## [Directions for this task]
Read through the records. Copy each line that has the word "AdapterError".

## [Data listing]
use std::{any::Any, fmt, sync::Arc};

use async_trait::async_trait;
use serde::{Deserialize, Serialize};

use crate::{error::AdapterError, types::Message};

pub mod assertion;
pub mod combinators;
pub mod faithfulness;
pub mod mock;
pub mod pattern;
pub mod scorer;
pub mod tool_calls;

pub use assertion::AiAssertion;
pub use combinators::{And, CriterionExt, Negate, Pipe};
pub use faithfulness::{ClaimVerdict, FaithfulnessCriterion, FaithfulnessOutput};
pub use mock::MockCriterion;
pub use pattern::ReplyMatches;
pub use scorer::{Score, Scorer, ScorerCriterion};
pub use tool_calls::{
    extract_tool_calls, ExpectedToolCall, ToolCallsCriterion, ToolsCalledCriterion,
    ToolsCalledOutput,
};

/// Outcome of a criterion that reached a verdict.
#[derive(Debug, Clone, Copy, PartialEq, Eq, Hash, Serialize, Deserialize)]
#[serde(rename_all = "lowercase")]
pub enum Status {
    Success,
    Failure,
}

impl Status {
    pub fn from_bool(passed: bool) -> Self {
        if passed {
            Status::Success
        } else {
            Status::Failure
        }
    }

    pub fn flip(self) -> Self {
        match self {
            Status::Success => Status::Failure,
            Status::Failure => Status::Success,
        }
    }
}

#[derive(Debug, Clone, PartialEq, Serialize, Deserialize)]
pub struct CriterionResult<O> {
    pub output: O,
    #[serde(default, skip_serializing_if = "Option::is_none")]
    pub reason: Option<String>,
    /// Fault raised while evaluating, kept here so the rest of the run stays visible.
    #[serde(default, skip_serializing_if = "Option::is_none")]
    pub error: Option<String>,
    /// `None` when no verdict was reached. Not the same as a failure.
    #[serde(default, skip_serializing_if = "Option::is_none")]
    pub status: Option<Status>,
}

impl<O> CriterionResult<O> {
    pub fn new(output: O, status: Option<Status>) -> Self {
        Self {
            output,
            reason: None,
            error: None,
            status,
        }
    }

    pub fn success(output: O) -> Self {
        Self::new(output, Some(Status::Success))
    }

    pub fn failure(output: O) -> Self {
        Self::new(output, Some(Status::Failure))
    }

    pub fn undetermined(output: O) -> Self {
        Self::new(output, None)
    }

    pub fn with_reason(mut self, reason: impl Into<String>) -> Self {
        self.reason = Some(reason.into());
        self
    }

    pub fn with_error(mut self, error: impl Into<String>) -> Self {
        self.error = Some(error.into());
        self
    }

    pub fn is_success(&self) -> bool {
        self.status == Some(Status::Success)
    }

    pub fn map<U>(self, f: impl FnOnce(O) -> U) -> CriterionResult<U> {
        CriterionResult {
            output: f(self.output),
            reason: self.reason,
            error: self.error,
            status: self.status,
        }
    }
}

/// Type-erased criterion output, recovered with [`CriterionResult::downcast`].
pub type ErasedOutput = Arc<dyn Any + Send + Sync>;

impl CriterionResult<ErasedOutput> {
    pub fn downcast<O: Any>(&self) -> Option<CriterionResult<&O>> {
        let output = self.output.downcast_ref::<O>()?;
        Some(CriterionResult {
            output,
            reason: self.reason.clone(),
            error: self.error.clone(),
            status: self.status,
        })
    }
}

/// A named judgment over a transcript.
///
/// Expected negative outcomes are reported as [`Status::Failure`]. Returning `Err` aborts the
/// whole evaluation run, so faults that should leave the other results visible belong in
/// [`CriterionResult::error`] instead.
#[async_trait]
pub trait Criterion: Send + Sync {
    type Output: Send + Sync + 'static;

    fn name(&self) -> &str;

    async fn evaluate(
        &self,
        messages: &[Message],
    ) -> Result<CriterionResult<Self::Output>, AdapterError>;
}

#[async_trait]
trait ErasedCriterion: Send + Sync {
    fn name(&self) -> &str;

    async fn evaluate_erased(
        &self,
        messages: &[Message],
    ) -> Result<CriterionResult<ErasedOutput>, AdapterError>;
}

#[async_trait]
impl<C> ErasedCriterion for C
where
    C: Criterion,
{
    fn name(&self) -> &str {
        Criterion::name(self)
    }

    async fn evaluate_erased(
        &self,
        messages: &[Message],
    ) -> Result<CriterionResult<ErasedOutput>, AdapterError> {
        let result = self.evaluate(messages).await?;
        Ok(result.map(|output| Arc::new(output) as ErasedOutput))
    }
}

/// A criterion as stored in segments and results.
///
/// Two handles are the same criterion only when they point at the same allocation; names
/// play no part in identity.
#[derive(Clone)]
pub struct CriterionHandle {
    inner: Arc<dyn ErasedCriterion>,
}

impl CriterionHandle {
    pub fn new<C>(criterion: &Arc<C>) -> Self
    where
        C: Criterion + 'static,
    {
        let inner: Arc<dyn ErasedCriterion> = criterion.clone();
        Self { inner }
    }

    pub fn name(&self) -> &str {
        self.inner.name()
    }

    pub fn is<C>(&self, criterion: &Arc<C>) -> bool
    where
        C: Criterion + 'static,
    {
        std::ptr::addr_eq(Arc::as_ptr(&self.inner), Arc::as_ptr(criterion))
    }

    pub fn same_as(&self, other: &CriterionHandle) -> bool {
        std::ptr::addr_eq(Arc::as_ptr(&self.inner), Arc::as_ptr(&other.inner))
    }

    pub async fn evaluate(
        &self,
        messages: &[Message],
    ) -> Result<CriterionResult<ErasedOutput>, AdapterError> {
        self.inner.evaluate_erased(messages).await
    }
}

impl<C> From<&Arc<C>> for CriterionHandle
where
    C: Criterion + 'static,
{
    fn from(criterion: &Arc<C>) -> Self {
        Self::new(criterion)
    }
}

impl fmt::Debug for CriterionHandle {
    fn fmt(&self, f: &mut fmt::Formatter<'_>) -> fmt::Result {
        f.debug_struct("CriterionHandle")
            .field("name", &self.name())
            .field("ptr", &Arc::as_ptr(&self.inner).cast::<()>())
            .finish()
    }
}

#[cfg(test)]
mod tests {
    use std::sync::Arc;

    use super::*;

    #[test]
    fn identity_ignores_names() {
        let first = Arc::new(MockCriterion::new(CriterionResult::success(1)).with_name("same"));
        let second = Arc::new(MockCriterion::new(CriterionResult::success(1)).with_name("same"));

        let handle = CriterionHandle::new(&first);
        assert!(handle.is(&first));
        assert!(!handle.is(&second));
        assert!(handle.same_as(&CriterionHandle::new(&first)));
        assert!(!handle.same_as(&CriterionHandle::new(&second)));
    }

    #[tokio::test]
    async fn erased_output_downcasts_to_original_type() {
        let criterion = Arc::new(MockCriterion::new(
            CriterionResult::success(vec!["a".to_string()]).with_reason("fine"),
        ));
        let handle = CriterionHandle::new(&criterion);

        let result = handle.evaluate(&[Message::user("Hi")]).await.unwrap();
        let typed = result.downcast::<Vec<String>>().expect("output type");
        assert_eq!(typed.output, &vec!["a".to_string()]);
        assert_eq!(typed.reason.as_deref(), Some("fine"));
        assert!(result.downcast::<String>().is_none());
    }

    #[test]
    fn undetermined_is_not_failure() {
        let result = CriterionResult::undetermined(());
        assert!(!result.is_success());
        assert_ne!(result.status, Some(Status::Failure));
    }
}
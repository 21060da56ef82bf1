pub mod agents;
pub mod criteria;
pub mod error;
pub mod eval;
pub mod evaluation;
pub mod providers;
pub mod segment;
pub mod types;

pub use agents::{Agent, AgentResponse, AgentSource, Judge, JudgeRequest, SyntheticUser};
pub use criteria::{
    Criterion, CriterionExt, CriterionHandle, CriterionResult, ErasedOutput, Status,
};
pub use error::{AdapterError, EvalError, ScenarioError};
pub use evaluation::{
    evaluate, EvalEntry, EvaluatedSegment, EvaluationRun, ResultsByStatus,
};
pub use segment::{
    agent_response, ai_eval, message, user_simulation, Segment, UserSimulation,
    DEFAULT_MAX_ITERATIONS,
};
pub use types::{
    AssistantMessage, GenerationContext, Message, MessageRole, SystemMessage, ToolCall,
    ToolMessage, UserMessage,
};
pub use schemars::JsonSchema;
use async_trait::async_trait;
use regex::Regex;

use crate::{
    criteria::{Criterion, CriterionResult},
    error::AdapterError,
    types::Message,
};

/// Passes when the most recent assistant reply matches a regular expression.
///
/// The output is the matched text, if any.
#[derive(Debug, Clone)]
pub struct ReplyMatches {
    name: String,
    pattern: Regex,
}

impl ReplyMatches {
    pub fn new(pattern: &str) -> Result<Self, regex::Error> {
        Ok(Self::from_regex(Regex::new(pattern)?))
    }

    pub fn from_regex(pattern: Regex) -> Self {
        Self {
            name: format!("reply matches /{}/", pattern.as_str()),
            pattern,
        }
    }

    pub fn with_name(mut self, name: impl Into<String>) -> Self {
        self.name = name.into();
        self
    }
}

#[async_trait]
impl Criterion for ReplyMatches {
    type Output = Option<String>;

    fn name(&self) -> &str {
        &self.name
    }

    async fn evaluate(
        &self,
        messages: &[Message],
    ) -> Result<CriterionResult<Option<String>>, AdapterError> {
        let Some(reply) = messages.iter().rev().find_map(Message::as_assistant) else {
            return Ok(CriterionResult::failure(None).with_reason("no assistant reply yet"));
        };

        Ok(match self.pattern.find(&reply.content) {
            Some(found) => CriterionResult::success(Some(found.as_str().to_string())),
            None => CriterionResult::failure(None)
                .with_reason(format!("last reply does not match /{}/", self.pattern.as_str())),
        })
    }
}

#[cfg(test)]
mod tests {
    use crate::criteria::Status;

    use super::*;

    #[tokio::test]
    async fn checks_only_the_latest_reply() {
        let criterion = ReplyMatches::new(r"(?i)\bparis\b").unwrap();
        assert_eq!(criterion.name(), r"reply matches /(?i)\bparis\b/");

        let answered = vec![
            Message::user("Capital of France?"),
            Message::assistant("Paris."),
            Message::user("And Germany?"),
        ];
        let result = criterion.evaluate(&answered).await.unwrap();
        assert_eq!(result.status, Some(Status::Success));
        assert_eq!(result.output.as_deref(), Some("Paris"));

        let moved_on = vec![
            Message::assistant("Paris."),
            Message::user("And Germany?"),
            Message::assistant("Berlin."),
        ];
        let result = criterion.evaluate(&moved_on).await.unwrap();
        assert_eq!(result.status, Some(Status::Failure));
    }

    #[tokio::test]
    async fn fails_without_any_reply() {
        let criterion = ReplyMatches::new("hello").unwrap();
        let result = criterion.evaluate(&[Message::user("hello")]).await.unwrap();
        assert_eq!(result.status, Some(Status::Failure));
        assert_eq!(result.reason.as_deref(), Some("no assistant reply yet"));
    }

    #[test]
    fn rejects_invalid_patterns() {
        assert!(ReplyMatches::new("(unclosed").is_err());
    }
}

## [Worked solution]
use crate::{error::AdapterError, types::Message};
    ) -> Result<CriterionResult<Self::Output>, AdapterError>;
    ) -> Result<CriterionResult<ErasedOutput>, AdapterError>;
    ) -> Result<CriterionResult<ErasedOutput>, AdapterError> {
    ) -> Result<CriterionResult<ErasedOutput>, AdapterError> {
pub use error::{AdapterError, EvalError, ScenarioError};
    error::AdapterError,
    ) -> Result<CriterionResult<Option<String>>, AdapterError> {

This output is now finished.